Darren Aronofsky é um diretor, roteirista e produtor nascido no Brooklyn. Seu interesse pela produção de filmes começou na infância, período em que frequentou espetáculos peças teatrais na Broadway.

Entre 1985 e 1986, Darren estudou biologia de campo, no Quênia e no Alasca. De acordo com ele, esta aproximação com a natureza mudou sua visão em relação ao mundo. Seus estudos sobre esses ambientes permitiram que,  via metodologia científica, ele soubesse como testar hipóteses a fim de obter resultados, habilidade que influenciou seus trabalhos ao longo do tempo. Nos anos seguintes, ele estudou live action e animação na Universidade de Harvard e em 1994 estudou direção de filmes no American Filme Institute.

Os controversos filmes de Darren lidam com temas sombrios e violentos. Ele aborda questões como procura por felicidade, obsessão por fama, sobrecarga de responsabilidades, saudade e amor.

Seu primeiro filme de 1997, um suspense psicológico, chama-se PI e foi dirigido e escrito por ele. Com um baixo orçamento de $60.000, ele foi vendido para a Artisian Entertainment por um milhão de dólares. PI conquistou diversos prêmios, dentre eles o Director’s Award e o prêmio de melhor primeiro roteiro do Spirit Award.

Seu próximo filme, Réquiem para Um Sonho, de 2000, foi muito bem recebido pela crítica especializada e rendeu uma premiação em Cannes, cinco indicações ao Independent Award e uma nomeação ao Oscar de melhor atriz para veterana Ellen Burstyn.

Seus dois primeiros trabalhos ficaram conhecidos pelo baixo orçamento e pela decisão artística de utilizar diversos cortes de edição através de uma técnica conhecida como Montagem Hip Hop. O argumento de Darren para usar esse tipo de edição era porque lembrava o tempo em que ele viveu no Brooklin na década de 80. Enquanto um filme normal de 100 minutos continha 600 cortes, os de Darren tinham mais de 2000. Esta técnica permitiu a representação do estado mental dos personagens nos filmes.

Darren ficaria conhecido como um diretor habilidoso em representar o que se passava na cabeça de seus personagens. Seu estilo singular utilizava técnicas como divisão de tela, close-ups, prender a câmera nos atores, longas tomadas e lapsos temporais. Seus filmes ficaram marcados por intercalar close-ups extremos com filmagens distantes, causando a sensação de isolamento de um personagem.

Após recusar a direção de um filme da série Batman, Darren começou seu terceiro filme chamado Fonte da Vida, estrelado por Hugh Jackman e sua ex-noiva, mãe de seu filho, Rachel Weisz. Neste filme, Darren queria, assim como em Matrix, revitalizar o gênero de ficção científica, explorar novos horizontes. A Fonte da Vida evitou a utilização de computação gráfica para criar seus efeitos. O filme não teve tanto sucesso quanto seus antecessores, mas se tornou um cult, com alguns seguidores.
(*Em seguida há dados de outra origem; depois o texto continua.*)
// Trie maps: crit-bit trees over string codepoints or integer keys, giving
// ordered iteration. String keys compare codepoint-wise with positions past
// the end reading as zero (keys containing NUL are not supported); integer
// keys are ordered by flipping the sign bit and comparing as unsigned.

use crate::hash::MapKey;
use crate::pages::Heap;
use crate::rope::{rope_char_at, rope_length};
use crate::word::{CellType, Word, NIL};

pub(crate) fn new_triemap_node(heap: &mut Heap, tag: CellType) -> Word {
    debug_assert!(matches!(tag, CellType::StrTrieMap | CellType::IntTrieMap));
    let id = heap.alloc_cells(1);
    heap.init_map(id, tag);
    Word::from_cell(id)
}

fn int_bits(key: isize) -> u64 {
    (key as u64) ^ (1u64 << 63)
}

fn char_or_zero(heap: &Heap, key: Word, index: usize) -> u32 {
    if index < rope_length(heap, key) {
        rope_char_at(heap, key, index)
    } else {
        0
    }
}

/// Critical position distinguishing two unequal keys.
enum Crit {
    Str { index: usize, mask: u32 },
    Int { mask: u64 },
}

fn key_diff(heap: &Heap, key: MapKey, entry: u32) -> Option<Crit> {
    match key {
        MapKey::Rope(k) => {
            let ekey = heap.entry_key(entry);
            let len = rope_length(heap, k).max(rope_length(heap, ekey));
            for index in 0..len {
                let a = char_or_zero(heap, k, index);
                let b = char_or_zero(heap, ekey, index);
                if a != b {
                    let x = a ^ b;
                    let mask = 1u32 << (31 - x.leading_zeros());
                    return Some(Crit::Str { index, mask });
                }
            }
            None
        }
        MapKey::Int(k) => {
            let x = int_bits(k) ^ int_bits(heap.entry_int_key(entry));
            if x == 0 {
                None
            } else {
                Some(Crit::Int {
                    mask: 1u64 << (63 - x.leading_zeros()),
                })
            }
        }
    }
}

/// Whether `key` takes the right branch at a trie node.
fn key_bit(heap: &Heap, key: MapKey, node: u32) -> bool {
    match key {
        MapKey::Rope(k) => {
            let index = heap.trie_str_index(node);
            let mask = heap.trie_str_mask(node);
            char_or_zero(heap, k, index) & mask != 0
        }
        MapKey::Int(k) => int_bits(k) & heap.trie_int_mask(node) != 0,
    }
}

/// Whether an existing node discriminates at an earlier position than
/// `crit`.
fn node_above(heap: &Heap, node: u32, crit: &Crit) -> bool {
    match *crit {
        Crit::Str { index, mask } => {
            let ni = heap.trie_str_index(node);
            ni < index || (ni == index && heap.trie_str_mask(node) > mask)
        }
        Crit::Int { mask } => heap.trie_int_mask(node) > mask,
    }
}

fn is_trie_node(heap: &Heap, w: Word) -> bool {
    w.is_heap()
        && matches!(
            heap.cell_tag(w.cell_id()),
            CellType::StrTrieNode | CellType::IntTrieNode
        )
}

#[derive(Clone, Copy)]
struct Slot {
    cell: u32,
    off: usize,
}

fn get_slot(heap: &Heap, s: Slot) -> Word {
    Word(heap.word(s.cell, s.off) as usize)
}

fn set_slot(heap: &mut Heap, s: Slot, w: Word) {
    heap.set_word(s.cell, s.off, w.0 as u64);
    if w.is_heap() {
        heap.declare_child(Word::from_cell(s.cell), w);
    }
}

fn root_slot(map: u32) -> Slot {
    Slot { cell: map, off: 1 }
}

/// Descend to the closest leaf entry for `key`.
fn closest_entry(heap: &Heap, map: u32, key: MapKey) -> Option<u32> {
    let mut node = heap.map_root(map);
    if node.is_nil() {
        return None;
    }
    while is_trie_node(heap, node) {
        let id = node.cell_id();
        node = if key_bit(heap, key, id) {
            heap.trie_right(id)
        } else {
            heap.trie_left(id)
        };
    }
    Some(node.cell_id())
}

pub(crate) fn triemap_get(heap: &Heap, map: u32, key: MapKey) -> Option<Word> {
    let entry = closest_entry(heap, map, key)?;
    if key_diff(heap, key, entry).is_none() {
        Some(heap.entry_value(entry))
    } else {
        None
    }
}

pub(crate) fn triemap_find(heap: &Heap, map: u32, key: MapKey) -> Option<u32> {
    let entry = closest_entry(heap, map, key)?;
    if key_diff(heap, key, entry).is_none() {
        Some(entry)
    } else {
        None
    }
}

fn new_entry(heap: &mut Heap, key: MapKey, value: Word) -> Word {
    let eid = heap.alloc_cells(2);
    match key {
        MapKey::Rope(k) => {
            heap.init_map_entry(eid, CellType::MapEntry, 0, NIL, k.0 as u64, value)
        }
        MapKey::Int(k) => {
            heap.init_map_entry(eid, CellType::IntMapEntry, 0, NIL, k as u64, value)
        }
    }
    Word::from_cell(eid)
}

/// Set `key` to `value`. Returns true when a new entry was created.
pub(crate) fn triemap_set(heap: &mut Heap, map: u32, key: MapKey, value: Word) -> bool {
    let size = heap.map_size(map);
    let closest = match closest_entry(heap, map, key) {
        None => {
            let entry = new_entry(heap, key, value);
            set_slot(heap, root_slot(map), entry);
            heap.set_map_size(map, 1);
            return true;
        }
        Some(e) => e,
    };
    let crit = match key_diff(heap, key, closest) {
        None => {
            heap.set_entry_value(closest, value);
            heap.declare_child(Word::from_cell(closest), value);
            return false;
        }
        Some(c) => c,
    };

    // Walk down to the first node discriminating at or after the critical
    // position; the new node goes right there.
    let mut slot = root_slot(map);
    loop {
        let node = get_slot(heap, slot);
        if !is_trie_node(heap, node) || !node_above(heap, node.cell_id(), &crit) {
            break;
        }
        let id = node.cell_id();
        slot = if key_bit(heap, key, id) {
            Slot { cell: id, off: 3 }
        } else {
            Slot { cell: id, off: 2 }
        };
    }

    let old = get_slot(heap, slot);
    let entry = new_entry(heap, key, value);
    let node = heap.alloc_cells(2);
    match crit {
        Crit::Str { index, mask } => {
            let right = match key {
                MapKey::Rope(k) => char_or_zero(heap, k, index) & mask != 0,
                MapKey::Int(_) => unreachable!(),
            };
            let (l, r) = if right { (old, entry) } else { (entry, old) };
            heap.init_str_trie_node(node, mask, index, l, r);
        }
        Crit::Int { mask } => {
            let right = match key {
                MapKey::Int(k) => int_bits(k) & mask != 0,
                MapKey::Rope(_) => unreachable!(),
            };
            let (l, r) = if right { (old, entry) } else { (entry, old) };
            heap.init_int_trie_node(node, mask, l, r);
        }
    }
    let node_word = Word::from_cell(node);
    heap.declare_child(node_word, old);
    heap.declare_child(node_word, entry);
    set_slot(heap, slot, node_word);
    heap.set_map_size(map, size + 1);
    true
}

/// Remove `key`'s entry; the parent node collapses onto the sibling.
pub(crate) fn triemap_unset(heap: &mut Heap, map: u32, key: MapKey) -> bool {
    let root = heap.map_root(map);
    if root.is_nil() {
        return false;
    }
    let mut slot = root_slot(map);
    let mut parent: Option<(u32, bool, Slot)> = None;
    let mut node = root;
    while is_trie_node(heap, node) {
        let id = node.cell_id();
        let right = key_bit(heap, key, id);
        parent = Some((id, right, slot));
        slot = if right {
            Slot { cell: id, off: 3 }
        } else {
            Slot { cell: id, off: 2 }
        };
        node = get_slot(heap, slot);
    }
    let entry = node.cell_id();
    if key_diff(heap, key, entry).is_some() {
        return false;
    }
    match parent {
        None => set_slot(heap, root_slot(map), NIL),
        Some((pid, went_right, pslot)) => {
            let sibling = if went_right {
                heap.trie_left(pid)
            } else {
                heap.trie_right(pid)
            };
            set_slot(heap, pslot, sibling);
        }
    }
    let size = heap.map_size(map);
    heap.set_map_size(map, size - 1);
    true
}

fn leftmost(heap: &Heap, mut node: Word) -> Option<u32> {
    if node.is_nil() {
        return None;
    }
    while is_trie_node(heap, node) {
        node = heap.trie_left(node.cell_id());
    }
    Some(node.cell_id())
}

fn rightmost(heap: &Heap, mut node: Word) -> Option<u32> {
    if node.is_nil() {
        return None;
    }
    while is_trie_node(heap, node) {
        node = heap.trie_right(node.cell_id());
    }
    Some(node.cell_id())
}

/// Entry with the smallest key.
pub(crate) fn triemap_first(heap: &Heap, map: u32) -> Option<u32> {
    leftmost(heap, heap.map_root(map))
}

/// Entry with the largest key.
pub(crate) fn triemap_last(heap: &Heap, map: u32) -> Option<u32> {
    rightmost(heap, heap.map_root(map))
}

fn entry_lookup_key(heap: &Heap, map: u32, entry: u32) -> MapKey {
    if heap.cell_tag(map) == CellType::IntTrieMap {
        MapKey::Int(heap.entry_int_key(entry))
    } else {
        MapKey::Rope(heap.entry_key(entry))
    }
}

/// In-order successor of `entry`: the leftmost leaf of the right subtree at
/// the last node where the key went left.
pub(crate) fn triemap_next(heap: &Heap, map: u32, entry: u32) -> Option<u32> {
    let key = entry_lookup_key(heap, map, entry);
    let mut node = heap.map_root(map);
    let mut candidate = NIL;
    while is_trie_node(heap, node) {
        let id = node.cell_id();
        if key_bit(heap, key, id) {
            node = heap.trie_right(id);
        } else {
            candidate = heap.trie_right(id);
            node = heap.trie_left(id);
        }
    }
    leftmost(heap, candidate)
}

/// In-order predecessor of `entry`.
pub(crate) fn triemap_prev(heap: &Heap, map: u32, entry: u32) -> Option<u32> {
    let key = entry_lookup_key(heap, map, entry);
    let mut node = heap.map_root(map);
    let mut candidate = NIL;
    while is_trie_node(heap, node) {
        let id = node.cell_id();
        if key_bit(heap, key, id) {
            candidate = heap.trie_left(id);
            node = heap.trie_right(id);
        } else {
            node = heap.trie_left(id);
        }
    }
    rightmost(heap, candidate)
}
O quarto filme de Darren foi o drama esportivo O Lutador, que recebeu as indicações de melhor ator (Mickey Rourke) e melhor atriz (Marisa Tomei). Seu quinto filme, O Cisne Negro, também foi muito bem recebido e recebeu 5 indicações ao Oscar, levando o prêmio de melhor atriz (Natalie Portman). Diferente dos primeiros filmes, esses são mais focados nas atuações e na narrativa. Ambos usam uma filmagem granulada e uma paleta de cores de tons pálidos. Estes filmes partiram de uma ideia que Darren concebeu anos antes, uma história de amor entre uma bailarina e um wrestler. Devido ao nível de complexidade que isso exigiria, Darren prefiriu fazer dois filmes, cada com um desses personagens. O tema de ambos está relacionado ao uso do corpo como expressão.

O sexto filme de Darren foi Noé, o que mais se diferencia dos outros. Ele optou por digitalizar os animais da arca, visto que não seria possível uma solução real e tentou se aproximar ao máximo.

No ano de 2017 Darren irá lançar sua nova obra denominada Mãe!, que estreia dia 21 de Setembro nos cinemas brasileiros. O filme é inspirado no clássico Bebê de Rosemary. Resta saber se Darren tentará inovar novamente ou se seguirá as formulas que lhe renderam seu sucesso até aqui.